Já conseguimos isso? Sim. Recentemente, em 2022, na National Ignition Facility, nos EUA. Talvez, depois de décadas, este tenha sido o verdadeiro primeiro ponto de viragem.
Duas abordagens principais: confinamento inercial e magnético
Atualmente, existem dois métodos principais para tentar obter energia de fusão nuclear controlada: confinamento inercial e confinamento magnético.
Confinamento Inercial
O confinamento inercial é um método que visa alcançar a fusão nuclear através do uso de uma fonte de energia intensa, como poderosos lasers ou feixes de partículas, que é focada em um alvo pequeno, normalmente uma cápsula contendo o combustível de fusão (hidrogênio). A ideia é comprimir e aquecer rapidamente o combustível a uma temperatura e pressão tão altas que os núcleos atômicos se fundam, liberando energia. Este processo ocorre num período de tempo muito curto, daí o termo “inercial”, uma vez que a reacção deve completar-se antes que o combustível possa expandir-se e arrefecer.
Confinamento Magnético
O confinamento magnético, por outro lado, utiliza campos magnéticos poderosos para conter e controlar um plasma de hidrogênio quente.
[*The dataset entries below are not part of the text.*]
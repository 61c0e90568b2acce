//! Retention enforcement
//!
//! Keeps a mirror folder at or under its task's retention cap by deleting
//! the oldest files in one batch DELETE. Entries without a creation time
//! count as oldest; ties keep the listing's own order. The task record
//! itself is never modified here.

use std::fmt;

use tracing::{debug, info, warn};

use sharemirror_core::domain::{BatchItem, BatchKind, RemoteFileEntry, Task};
use sharemirror_core::ports::IRemoteShareClient;

use crate::locks::TaskLocks;
use crate::poller::{BatchOperationPoller, PollOutcome};
use crate::SyncError;

/// Outcome of one retention pass that deleted something
#[derive(Debug, Clone, PartialEq, Eq)]
pub struct RetentionSummary {
    pub resource: String,
    pub kept: usize,
    pub deleted: Vec<String>,
    /// How the DELETE operation ended
    pub outcome: PollOutcome,
}

impl fmt::Display for RetentionSummary {
    fn fmt(&self, f: &mut fmt::Formatter<'_>) -> fmt::Result {
        write!(
            f,
            "{}: removed {} old file(s), kept {}",
            self.resource,
            self.deleted.len(),
            self.kept
        )?;
        for name in &self.deleted {
            write!(f, "\n  - {}", name)?;
        }
        match self.outcome {
            PollOutcome::Completed => {}
            PollOutcome::Pending => write!(f, "\n  (deletion still pending)")?,
            PollOutcome::Failed(code) => write!(f, "\n  (deletion failed, status {code})")?,
        }
        Ok(())
    }
}

/// Picks the entries beyond the newest `keep`, newest first
pub fn select_for_deletion(files: &[RemoteFileEntry], keep: usize) -> Vec<&RemoteFileEntry> {
    let mut plain: Vec<&RemoteFileEntry> = files.iter().filter(|f| !f.is_folder).collect();
    if plain.len() <= keep {
        return Vec::new();
    }
    // Stable: equal timestamps keep listing order. `None` sorts last.
    plain.sort_by(|a, b| b.created_at.cmp(&a.created_at));
    plain.split_off(keep)
}

/// Trims mirror folders to their task's retention cap
pub struct RetentionEnforcer {
    locks: TaskLocks,
    poller: BatchOperationPoller,
}

impl RetentionEnforcer {
    pub fn new(locks: TaskLocks, poller: BatchOperationPoller) -> Self {
        Self { locks, poller }
    }

    /// Deletes the oldest files of `task`'s mirror folder beyond its cap
    ///
    /// Returns `None` when the cap is disabled (`0`) or not exceeded.
    #[tracing::instrument(skip(self, client, task), fields(task_id = %task.id()))]
    pub async fn enforce(
        &self,
        client: &dyn IRemoteShareClient,
        task: &Task,
    ) -> Result<Option<RetentionSummary>, SyncError> {
        let keep = task.max_keep_save_file() as usize;
        if keep == 0 {
            return Ok(None);
        }

        let _guard = self
            .locks
            .try_acquire(task.id())
            .ok_or(SyncError::TaskBusy(*task.id()))?;

        let listing = client
            .list_files(task.target_folder_id())
            .await
            .map_err(SyncError::RemoteListing)?;

        let doomed = select_for_deletion(&listing.files, keep);
        if doomed.is_empty() {
            debug!(keep, "Mirror folder within retention cap");
            return Ok(None);
        }

        let items: Vec<BatchItem> = doomed
            .iter()
            .map(|f| BatchItem::file(f.id.clone(), f.name.clone()))
            .collect();
        let submission = client
            .submit_batch_delete(&items)
            .await
            .map_err(SyncError::Remote)?;
        if !submission.is_accepted() {
            return Err(SyncError::BatchSubmission {
                code: submission.code,
                message: submission.message.unwrap_or_default(),
            });
        }

        let outcome = match submission.operation_id.as_deref() {
            Some(op) => self.poller.await_completion(client, op, BatchKind::Delete).await,
            None => {
                warn!("Delete accepted without an operation id");
                PollOutcome::Pending
            }
        };

        info!(deleted = items.len(), keep, %outcome, "Retention cap enforced");
        Ok(Some(RetentionSummary {
            resource: task.display_name(),
            kept: keep,
            deleted: items.into_iter().map(|i| i.file_name).collect(),
            outcome,
        }))
    }
}

#[cfg(test)]
mod tests {
    use super::*;
    use crate::testing::{file_at, sample_task, FakeRemote};
    use sharemirror_core::domain::BatchStatus;

    fn enforcer() -> RetentionEnforcer {
        RetentionEnforcer::new(TaskLocks::new(), BatchOperationPoller::default())
    }

    fn five_files() -> Vec<RemoteFileEntry> {
        // listed newest first like the provider does, but shuffled a bit
        vec![
            file_at("t3", "c.mkv", 3),
            file_at("t5", "e.mkv", 5),
            file_at("t1", "a.mkv", 1),
            file_at("t4", "d.mkv", 4),
            file_at("t2", "b.mkv", 2),
        ]
    }

    #[test]
    fn test_select_oldest_beyond_cap() {
        let files = five_files();
        let ids: Vec<&str> = select_for_deletion(&files, 3)
            .iter()
            .map(|f| f.id.as_str())
            .collect();
        assert_eq!(ids, vec!["t2", "t1"]);
    }

    #[test]
    fn test_select_nothing_within_cap() {
        assert!(select_for_deletion(&five_files(), 5).is_empty());
        assert!(select_for_deletion(&five_files(), 9).is_empty());
    }

    #[test]
    fn test_missing_creation_time_counts_as_oldest() {
        let mut files = five_files();
        files[4].created_at = None;
        let ids: Vec<&str> = select_for_deletion(&files, 4)
            .iter()
            .map(|f| f.id.as_str())
            .collect();
        assert_eq!(ids, vec!["t2"]);
    }

    #[tokio::test(start_paused = true)]
    async fn test_enforce_deletes_exactly_the_oldest() {
        let remote = FakeRemote::new();
        remote.set_target_files(five_files());
        let mut task = sample_task();
        task.set_max_keep_save_file(3);

        let summary = enforcer().enforce(&remote, &task).await.unwrap().unwrap();
        assert_eq!(summary.deleted.len(), 2);
        assert!(summary.outcome.is_completed());

        let submissions = remote.submissions();
        assert_eq!(submissions.len(), 1);
        let (kind, items) = &submissions[0];
        assert_eq!(*kind, BatchKind::Delete);
        let mut ids: Vec<&str> = items.iter().map(|i| i.file_id.as_str()).collect();
        ids.sort();
        assert_eq!(ids, vec!["t1", "t2"]);
        assert_eq!(remote.target_files().len(), 3);
    }

    #[tokio::test]
    async fn test_enforce_disabled_cap_is_noop() {
        let remote = FakeRemote::new();
        remote.set_target_files(five_files());
        let task = sample_task();

        assert!(enforcer().enforce(&remote, &task).await.unwrap().is_none());
        assert!(remote.submissions().is_empty());
    }

    #[tokio::test]
    async fn test_enforce_within_cap_is_noop() {
        let remote = FakeRemote::new();
        remote.set_target_files(five_files());
        let mut task = sample_task();
        task.set_max_keep_save_file(5);

        assert!(enforcer().enforce(&remote, &task).await.unwrap().is_none());
        assert!(remote.submissions().is_empty());
    }

    #[tokio::test]
    async fn test_enforce_rejected_delete_is_error() {
        let remote = FakeRemote::new();
        remote.set_target_files(five_files());
        remote.reject_submissions(7);
        let mut task = sample_task();
        task.set_max_keep_save_file(1);

        let err = enforcer().enforce(&remote, &task).await.unwrap_err();
        assert!(matches!(err, SyncError::BatchSubmission { code: 7, .. }));
        assert_eq!(remote.target_files().len(), 5);
    }

    #[tokio::test(start_paused = true)]
    async fn test_enforce_reports_pending_deletion() {
        let remote = FakeRemote::new();
        remote.set_target_files(five_files());
        remote.script_statuses(std::iter::repeat(BatchStatus::Running).take(5));
        let mut task = sample_task();
        task.set_max_keep_save_file(4);

        let summary = enforcer().enforce(&remote, &task).await.unwrap().unwrap();
        assert_eq!(summary.outcome, PollOutcome::Pending);
        assert!(summary.to_string().contains("pending"));
    }

    #[tokio::test(start_paused = true)]
    async fn test_enforce_reports_failed_deletion() {
        let remote = FakeRemote::new();
        remote.set_target_files(five_files());
        remote.script_statuses([BatchStatus::Other(9)]);
        let mut task = sample_task();
        task.set_max_keep_save_file(4);

        let summary = enforcer().enforce(&remote, &task).await.unwrap().unwrap();
        assert_eq!(summary.outcome, PollOutcome::Failed(9));
        assert!(summary.to_string().ends_with("(deletion failed, status 9)"));
    }

    #[tokio::test]
    async fn test_enforce_skips_busy_task() {
        let locks = TaskLocks::new();
        let enforcer = RetentionEnforcer::new(locks.clone(), BatchOperationPoller::default());
        let remote = FakeRemote::new();
        remote.set_target_files(five_files());
        let mut task = sample_task();
        task.set_max_keep_save_file(1);

        let _held = locks.try_acquire(task.id()).unwrap();
        let err = enforcer.enforce(&remote, &task).await.unwrap_err();
        assert!(matches!(err, SyncError::TaskBusy(_)));
    }
}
O plasma é essencialmente um gás de partículas carregadas (íons e elétrons) em temperaturas extremamente altas, necessárias para a fusão. Os campos magnéticos servem para manter o plasma estável e afastado das paredes do reator, pois em contato com materiais sólidos o plasma esfriaria e a reação de fusão pararia. Este método depende do controle constante e prolongado do plasma para apoiar a reação e produzir energia de fusão nuclear.
O roteiro
70 anos de energia nuclear ainda não são suficientes. Desde 1954, ano em que a central de fissão de Obninsk, na União Soviética, se tornou a primeira central nuclear do mundo (produzindo cerca de 5 MW de electricidade), o progresso e os retrocessos continuaram a um ritmo constante. Exceto nos últimos anos. Em suma, este é o panorama recente e as previsões atualizadas.
- 2007: Iniciando o Projeto ITER, um reator de fusão nuclear, com o primeiro objetivo de construir a primeira central nuclear de fusão até 2025.
- 2022: anúncio do experimento na Califórnia que produziu energia a partir da fusão nuclear.
- 2023: Cientistas europeus do laboratório JET alcançar resultados significativos, aproximando a fusão nuclear da realidade.
- 2024: A Itália, através da ENEA, também participa em experiências de energia de fusão nuclear (como o novo reactor começou no Japão), contribuindo para os esforços de investigação nesta área.
- 2035: Previsão do início das primeiras operações com deutério e trítio no âmbito do projeto ITER.
- 2040: Previsão para a construção de uma usina “primeira do tipo”.
Na verdade, estamos a 15-20 anos da primeira central eléctrica de fusão nuclear. Estas não são estimativas pessimistas, pelo contrário. Talvez sejam demasiado optimistas: a gestão do plasma em confinamento magnético e a criação de um ambiente estável para a fusão continuam a ser tarefas difíceis.
E todos os projetos (incluindo o ITER, que será o primeiro “dinossauro” do setor) enfrentaram problemas de gestão e custos inesperados.
O futuro da fusão nuclear
Alguns especialistas continuam optimistas, outros são mais cautelosos, mas todos têm uma coisa em comum: a atractividade da energia limpa e quase ilimitada continuará a impulsionar a investigação neste domínio.
A energia de fusão nuclear representa uma aposta de dentro para fora no futuro da tecnologia energética. Com a combinação certa de investimento, investigação e inovação, poderá superar os obstáculos actuais e tornar-se a fonte de energia mundial. A história da ciência está repleta de desafios que pareciam intransponíveis e que foram superados graças à genialidade humana e à persistência na pesquisa. A fusão nuclear poderia seguir este modelo, passando de um sonho a uma realidade tangível, com um impacto profundo e duradouro na humanidade e no nosso planeta.
Estamos todos torcendo por ela, mesmo aqueles que dizem o contrário.